• WHAT THE TASK REQUIRES
Every entry, from first to last, is to be written out exactly.

• EXTRACTED INFORMATION
------------------------------------

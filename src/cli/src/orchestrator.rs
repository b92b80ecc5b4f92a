// Copyright 2024 The Tablewave Authors
//
// Licensed under the Apache License, Version 2.0 (the "License");
// you may not use this file except in compliance with the License.
// You may obtain a copy of the License at
//
//     http://www.apache.org/licenses/LICENSE-2.0
//
// Unless required by applicable law or agreed to in writing, software
// distributed under the License is distributed on an "AS IS" BASIS,
// WITHOUT WARRANTIES OR CONDITIONS OF ANY KIND, either express or implied.
// See the License for the specific language governing permissions and
// limitations under the License.

//! Orchestrator (spec.md §4.9, C10): sequences the six run phases and
//! collects per-table statistics. Explicit wiring, leaves-first: no
//! service locator, no dependency-injection container (spec.md §9).

use std::time::Instant;

use tiberius::{AuthMethod, Client, Config};
use tokio::net::TcpStream;
use tokio_util::compat::{Compat, TokioAsyncWriteCompatExt};
use tracing::{debug, info};

use tablewave_catalog::{assemble_table_metadata, discover_tables, extract_bulk_catalog, TableFilter, TableFilterConfig};
use tablewave_common::model::RunSummary;
use tablewave_common::{ExportConfig, ExportError};
use tablewave_scheduler::{run_export_phase, ConnectionPool};
use tablewave_sink::Sink;

/// Isolation and autocommit are per-session `SET` statements rather than
/// login-time properties, so they are issued once right after connecting
/// (spec.md §4.7, C7); read-only is requested at login time via
/// `ApplicationIntent=ReadOnly` in [`ExportConfig::connection_string`].
/// Note: unlike JDBC/ODBC, TDS has no separate per-query "fetch size"
/// knob (spec.md §4.8) — the `TOP rowLimit` in every `buildSelect` query
/// already bounds the cursor, so there is nothing further to tune here.
const SESSION_INIT_SQL: &str = "SET TRANSACTION ISOLATION LEVEL READ UNCOMMITTED; SET IMPLICIT_TRANSACTIONS ON;";

async fn connect(config: &ExportConfig) -> Result<Client<Compat<TcpStream>>, ExportError> {
    let mut tiberius_config = Config::from_ado_string(&config.connection_string())
        .map_err(|e| ExportError::Connectivity(e.into()))?;
    tiberius_config.authentication(AuthMethod::sql_server(&config.db_user, &config.db_password));
    tiberius_config.trust_cert();

    let tcp = TcpStream::connect(tiberius_config.get_addr())
        .await
        .map_err(|e| ExportError::Connectivity(e.into()))?;
    tcp.set_nodelay(true).map_err(|e| ExportError::Connectivity(e.into()))?;

    let mut client = Client::connect(tiberius_config, tcp.compat_write())
        .await
        .map_err(|e| ExportError::Connectivity(e.into()))?;

    client
        .simple_query(SESSION_INIT_SQL)
        .await
        .map_err(|e| ExportError::Connectivity(e.into()))?
        .into_results()
        .await
        .map_err(|e| ExportError::Connectivity(e.into()))?;

    Ok(client)
}

/// Runs the full export: opens the primary session and pool, introspects
/// and filters the schema, initializes the sink, drives the scheduled
/// parallel export, then closes out and returns a [`RunSummary`] for the
/// report writer.
pub async fn run(config: &ExportConfig, timestamp: &str) -> Result<RunSummary, ExportError> {
    let mut summary = RunSummary::new(config.db_name.clone(), config.schema_name.clone(), config.row_limit);

    if config.generate_create_statements || config.generate_drop_statements {
        debug!(
            create = config.generate_create_statements,
            drop = config.generate_drop_statements,
            "DDL generation flags are accepted but not implemented by the core; ignoring"
        );
    }

    // Phase 1: open the primary session and the pool.
    let phase_started = Instant::now();
    let mut primary = connect(config).await?;
    let mut pool_sessions = Vec::with_capacity(config.parallel_threads);
    for _ in 0..config.parallel_threads {
        pool_sessions.push(connect(config).await?);
    }
    let pool = ConnectionPool::new(pool_sessions);
    summary.phase_durations.push(("open_sessions".to_owned(), phase_started.elapsed()));

    // Phase 2: bulk introspection.
    let phase_started = Instant::now();
    let table_names = discover_tables(&mut primary, &config.schema_name, config.include_system_tables)
        .await
        .map_err(|e| ExportError::Introspection(e.into()))?;
    let catalog = extract_bulk_catalog(&mut primary, &config.schema_name)
        .await
        .map_err(|e| ExportError::Introspection(e.into()))?;
    let all_tables = assemble_table_metadata(&table_names, &config.schema_name, &catalog);
    summary.phase_durations.push(("introspection".to_owned(), phase_started.elapsed()));

    // Phase 3: filter.
    let phase_started = Instant::now();
    let filter = TableFilter::new(TableFilterConfig::default());
    let filtered_tables: Vec<_> = all_tables
        .into_iter()
        .filter(|table| filter.should_include(&table.table_name, table.estimated_row_count))
        .collect();
    for table in &filtered_tables {
        if table.primary_key_columns.is_empty() {
            summary
                .warnings
                .push(tablewave_common::model::ExportWarning::NoPrimaryKey(table.table_name.clone()));
        }
        if matches!(table.sort_strategy, tablewave_common::model::SortStrategy::NoSort) {
            summary
                .warnings
                .push(tablewave_common::model::ExportWarning::NoSortStrategy(table.table_name.clone()));
        }
    }
    summary.table_count = filtered_tables.len();
    summary.phase_durations.push(("filter".to_owned(), phase_started.elapsed()));

    // Phase 4: initialize the sink.
    let phase_started = Instant::now();
    let sink = Sink::create(
        &config.output_directory,
        timestamp,
        &config.db_name,
        filtered_tables.len(),
        config.row_limit,
    )
    .await?;
    summary.phase_durations.push(("init_sink".to_owned(), phase_started.elapsed()));

    // Phase 5: scheduled parallel export.
    let phase_started = Instant::now();
    let export_outcome =
        run_export_phase(&filtered_tables, &pool, &sink, config.row_limit, config.batch_size).await;
    summary.phase_durations.push(("export".to_owned(), phase_started.elapsed()));

    let (results, cycle_warnings) = match export_outcome {
        Ok(outcome) => outcome,
        Err(source) => {
            return Err(ExportError::TableExport {
                table: "<wave>".to_owned(),
                source: source.into(),
            })
        }
    };
    summary.warnings.extend(cycle_warnings);
    summary.results = results;

    // Phase 6: close sink, compute statistics, emit report (report
    // rendering itself lives in `tablewave_sink::report`; the caller
    // writes it after this function returns the summary).
    let phase_started = Instant::now();
    sink.close(summary.table_count, timestamp).await?;
    summary.phase_durations.push(("finalize".to_owned(), phase_started.elapsed()));

    info!(
        tables = summary.table_count,
        rows = summary.total_rows(),
        "export run complete"
    );

    Ok(summary)
}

------------------------------------

• THE COMPLETED TASK
filename src/cli/src/orchestrator.rs
repository b92b80ecc5b4f92a
// Copyright 2024 The Tablewave Authors
//
// Licensed under the Apache License, Version 2.0 (the "License");
// you may not use this file except in compliance with the License.
// You may obtain a copy of the License at
//
//     http://www.apache.org/licenses/LICENSE-2.0
//
// Unless required by applicable law or agreed to in writing, software
// distributed under the License is distributed on an "AS IS" BASIS,
// WITHOUT WARRANTIES OR CONDITIONS OF ANY KIND, either express or implied.
// See the License for the specific language governing permissions and
// limitations under the License.

//! Orchestrator (spec.md §4.9, C10): sequences the six run phases and
//! collects per-table statistics. Explicit wiring, leaves-first: no
//! service locator, no dependency-injection container (spec.md §9).

use std::time::Instant;

use tiberius::{AuthMethod, Client, Config};
use tokio::net::TcpStream;
use tokio_util::compat::{Compat, TokioAsyncWriteCompatExt};
use tracing::{debug, info};

use tablewave_catalog::{assemble_table_metadata, discover_tables, extract_bulk_catalog, TableFilter, TableFilterConfig};
use tablewave_common::model::RunSummary;
use tablewave_common::{ExportConfig, ExportError};
use tablewave_scheduler::{run_export_phase, ConnectionPool};
use tablewave_sink::Sink;

/// Isolation and autocommit are per-session `SET` statements rather than
/// login-time properties, so they are issued once right after connecting
/// (spec.md §4.7, C7); read-only is requested at login time via
/// `ApplicationIntent=ReadOnly` in [`ExportConfig::connection_string`].
/// Note: unlike JDBC/ODBC, TDS has no separate per-query "fetch size"
/// knob (spec.md §4.8) — the `TOP rowLimit` in every `buildSelect` query
/// already bounds the cursor, so there is nothing further to tune here.
const SESSION_INIT_SQL: &str = "SET TRANSACTION ISOLATION LEVEL READ UNCOMMITTED; SET IMPLICIT_TRANSACTIONS ON;";

async fn connect(config: &ExportConfig) -> Result<Client<Compat<TcpStream>>, ExportError> {
    let mut tiberius_config = Config::from_ado_string(&config.connection_string())
        .map_err(|e| ExportError::Connectivity(e.into()))?;
    tiberius_config.authentication(AuthMethod::sql_server(&config.db_user, &config.db_password));
    tiberius_config.trust_cert();

    let tcp = TcpStream::connect(tiberius_config.get_addr())
        .await
        .map_err(|e| ExportError::Connectivity(e.into()))?;
    tcp.set_nodelay(true).map_err(|e| ExportError::Connectivity(e.into()))?;

    let mut client = Client::connect(tiberius_config, tcp.compat_write())
        .await
        .map_err(|e| ExportError::Connectivity(e.into()))?;

    client
        .simple_query(SESSION_INIT_SQL)
        .await
        .map_err(|e| ExportError::Connectivity(e.into()))?
        .into_results()
        .await
        .map_err(|e| ExportError::Connectivity(e.into()))?;

    Ok(client)
}

/// Runs the full export: opens the primary session and pool, introspects
/// and filters the schema, initializes the sink, drives the scheduled
/// parallel export, then closes out and returns a [`RunSummary`] for the
/// report writer.
pub async fn run(config: &ExportConfig, timestamp: &str) -> Result<RunSummary, ExportError> {
    let mut summary = RunSummary::new(config.db_name.clone(), config.schema_name.clone(), config.row_limit);

    if config.generate_create_statements || config.generate_drop_statements {
        debug!(
            create = config.generate_create_statements,
            drop = config.generate_drop_statements,
            "DDL generation flags are accepted but not implemented by the core; ignoring"
        );
    }

    // Phase 1: open the primary session and the pool.
    let phase_started = Instant::now();
    let mut primary = connect(config).await?;
    let mut pool_sessions = Vec::with_capacity(config.parallel_threads);
    for _ in 0..config.parallel_threads {
        pool_sessions.push(connect(config).await?);
    }
    let pool = ConnectionPool::new(pool_sessions);
    summary.phase_durations.push(("open_sessions".to_owned(), phase_started.elapsed()));

    // Phase 2: bulk introspection.
    let phase_started = Instant::now();
    let table_names = discover_tables(&mut primary, &config.schema_name, config.include_system_tables)
        .await
        .map_err(|e| ExportError::Introspection(e.into()))?;
    let catalog = extract_bulk_catalog(&mut primary, &config.schema_name)
        .await
        .map_err(|e| ExportError::Introspection(e.into()))?;
    let all_tables = assemble_table_metadata(&table_names, &config.schema_name, &catalog);
    summary.phase_durations.push(("introspection".to_owned(), phase_started.elapsed()));

    // Phase 3: filter.
    let phase_started = Instant::now();
    let filter = TableFilter::new(TableFilterConfig::default());
    let filtered_tables: Vec<_> = all_tables
        .into_iter()
        .filter(|table| filter.should_include(&table.table_name, table.estimated_row_count))
        .collect();
    for table in &filtered_tables {
        if table.primary_key_columns.is_empty() {
            summary
                .warnings
                .push(tablewave_common::model::ExportWarning::NoPrimaryKey(table.table_name.clone()));
        }
        if matches!(table.sort_strategy, tablewave_common::model::SortStrategy::NoSort) {
            summary
                .warnings
                .push(tablewave_common::model::ExportWarning::NoSortStrategy(table.table_name.clone()));
        }
    }
    summary.table_count = filtered_tables.len();
    summary.phase_durations.push(("filter".to_owned(), phase_started.elapsed()));

    // Phase 4: initialize the sink.
    let phase_started = Instant::now();
    let sink = Sink::create(
        &config.output_directory,
        timestamp,
        &config.db_name,
        filtered_tables.len(),
        config.row_limit,
    )
    .await?;
    summary.phase_durations.push(("init_sink".to_owned(), phase_started.elapsed()));

    // Phase 5: scheduled parallel export.
    let phase_started = Instant::now();
    let export_outcome =
        run_export_phase(&filtered_tables, &pool, &sink, config.row_limit, config.batch_size).await;
    summary.phase_durations.push(("export".to_owned(), phase_started.elapsed()));

    let (results, cycle_warnings) = match export_outcome {
        Ok(outcome) => outcome,
        Err(source) => {
            return Err(ExportError::TableExport {
                table: "<wave>".to_owned(),
                source: source.into(),
            })
        }
    };
    summary.warnings.extend(cycle_warnings);
    summary.results = results;

    // Phase 6: close sink, compute statistics, emit report (report
    // rendering itself lives in `tablewave_sink::report`; the caller
    // writes it after this function returns the summary).
    let phase_started = Instant::now();
    sink.close(summary.table_count, timestamp).await?;
    summary.phase_durations.push(("finalize".to_owned(), phase_started.elapsed()));

    info!(
        tables = summary.table_count,
        rows = summary.total_rows(),
        "export run complete"
    );

    Ok(summary)
}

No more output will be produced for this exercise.